Gold’s day-long breach of the US$1,000-per-oz.-mark was the biggest news for gold bugs around the world on Sept. 8.
Gold leaped US$50 during the previous week and had an all-time-nominal-high morning fix of US$1,004.50 per oz. in London on Sept. 8. It then traded briefly above US$1,005 per oz. before falling back to the mid-US$990s.
That exceeds the past year’s US$994-per-oz. high reached in February 2009 and the all-time nominal high of US$1,002.80 per oz. attained in March 2008.
Gold is now holding solidly above its 1980 spike of US$850 per oz., which would be well north of US$2,000 per oz. in today’s dollars.
The big-picture reasons for gold’s inevitable ascendance have been expounded upon in these pages for more than a decade, but this latest, brief surge above US$1,000 per oz. seems to be rooted in new and widening doubts that the U.S. government has any inclination to protect the value of the greenback.
The already excessive debt loads that doubled under the Bush Administration are now set to double again under the Obama Administration, and that’s without any new socialized health care plan.
The 1960s counterculture radicals who now run the U.S. government are keenly aware that crises — real or cynically provoked — are exceedingly useful times to consolidate power and rapidly push unpopular agendas past a frightened and off-balance electorate.

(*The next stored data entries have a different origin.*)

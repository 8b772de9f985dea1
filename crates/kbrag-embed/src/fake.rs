use async_trait::async_trait;
use std::hash::{Hash, Hasher};
use twox_hash::XxHash64;

use kbrag_core::traits::Embedder;
use kbrag_core::Result;

use crate::pool::l2_normalize;

/// Deterministic hashed bag-of-words embedder for tests and offline runs.
///
/// Texts sharing words land close together, which is enough to exercise
/// retrieval ordering without a network call.
pub struct FakeEmbedder {
    dim: usize,
    id: String,
}

impl FakeEmbedder {
    pub fn new(dim: usize) -> Self {
        let dim = dim.max(1);
        Self { dim, id: format!("fake:xxhash:d{dim}") }
    }

    pub fn embed_text(&self, text: &str) -> Vec<f32> {
        let mut v = vec![0f32; self.dim];
        let tokens = text
            .split(|c: char| !c.is_alphanumeric())
            .filter(|t| !t.is_empty())
            .map(str::to_lowercase);
        for (i, token) in tokens.enumerate() {
            let mut hasher = XxHash64::with_seed(0);
            token.hash(&mut hasher);
            let h = hasher.finish();
            let idx = (h % self.dim as u64) as usize;
            let val = ((h >> 32) as u32) as f32 / u32::MAX as f32;
            v[idx] += 0.5 + val + (i % 3) as f32 * 0.01;
        }
        if v.iter().all(|x| *x == 0.0) {
            v[0] = 1.0;
        }
        l2_normalize(&mut v);
        v
    }
}

#[async_trait]
impl Embedder for FakeEmbedder {
    fn embedder_id(&self) -> &str {
        &self.id
    }

    fn dim(&self) -> Option<usize> {
        Some(self.dim)
    }

    async fn embed_batch(&self, texts: &[String]) -> Result<Vec<Vec<f32>>> {
        Ok(texts.iter().map(|t| self.embed_text(t)).collect())
    }
}
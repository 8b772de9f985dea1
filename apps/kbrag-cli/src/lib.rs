pub mod logging;
pub mod server;
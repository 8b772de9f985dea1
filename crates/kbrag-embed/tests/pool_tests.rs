use kbrag_embed::{cosine_similarity, l2_normalize};

#[test]
fn l2_normalize_basic() {
    let mut v = vec![1.0f32, 2.0, 3.0, 4.0];
    l2_normalize(&mut v);
    let norm: f32 = (1.0f32 + 4.0 + 9.0 + 16.0).sqrt();
    let expected = [1.0 / norm, 2.0 / norm, 3.0 / norm, 4.0 / norm];
    for (a, b) in v.iter().cloned().zip(expected) {
        assert!((a - b).abs() < 1e-5, "a={} b={}", a, b);
    }
}

#[test]
fn zero_vector_is_left_alone() {
    let mut v = vec![0.0f32; 3];
    l2_normalize(&mut v);
    assert_eq!(v, vec![0.0; 3]);
    assert_eq!(cosine_similarity(&v, &[1.0, 0.0, 0.0]), 0.0);
}

#[test]
fn cosine_of_parallel_and_orthogonal_vectors() {
    assert!((cosine_similarity(&[1.0, 1.0], &[2.0, 2.0]) - 1.0).abs() < 1e-6);
    assert!(cosine_similarity(&[1.0, 0.0], &[0.0, 3.0]).abs() < 1e-6);
    assert!((cosine_similarity(&[1.0, 0.0], &[-1.0, 0.0]) + 1.0).abs() < 1e-6);
    assert_eq!(cosine_similarity(&[1.0], &[1.0, 0.0]), 0.0);
}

It’s a smart, if misguided, bunch running the show in the U.S. now, so more people are coming to realize with some horror that the relentless hollowing out of the greenback’s value is a preferred, chosen policy option that advances the government’s wider agenda to increase its power at the expense of Wall and Main Streets alike.
It all plays into gold’s perennial role as a store of value in turbulent times, and those who understand its role stand to benefit.
The gold price is behaving as predicted now that U.S. debt in its myriad forms is spiralling well beyond the point of normal repayment and into the painful realm of future massive currency devaluation.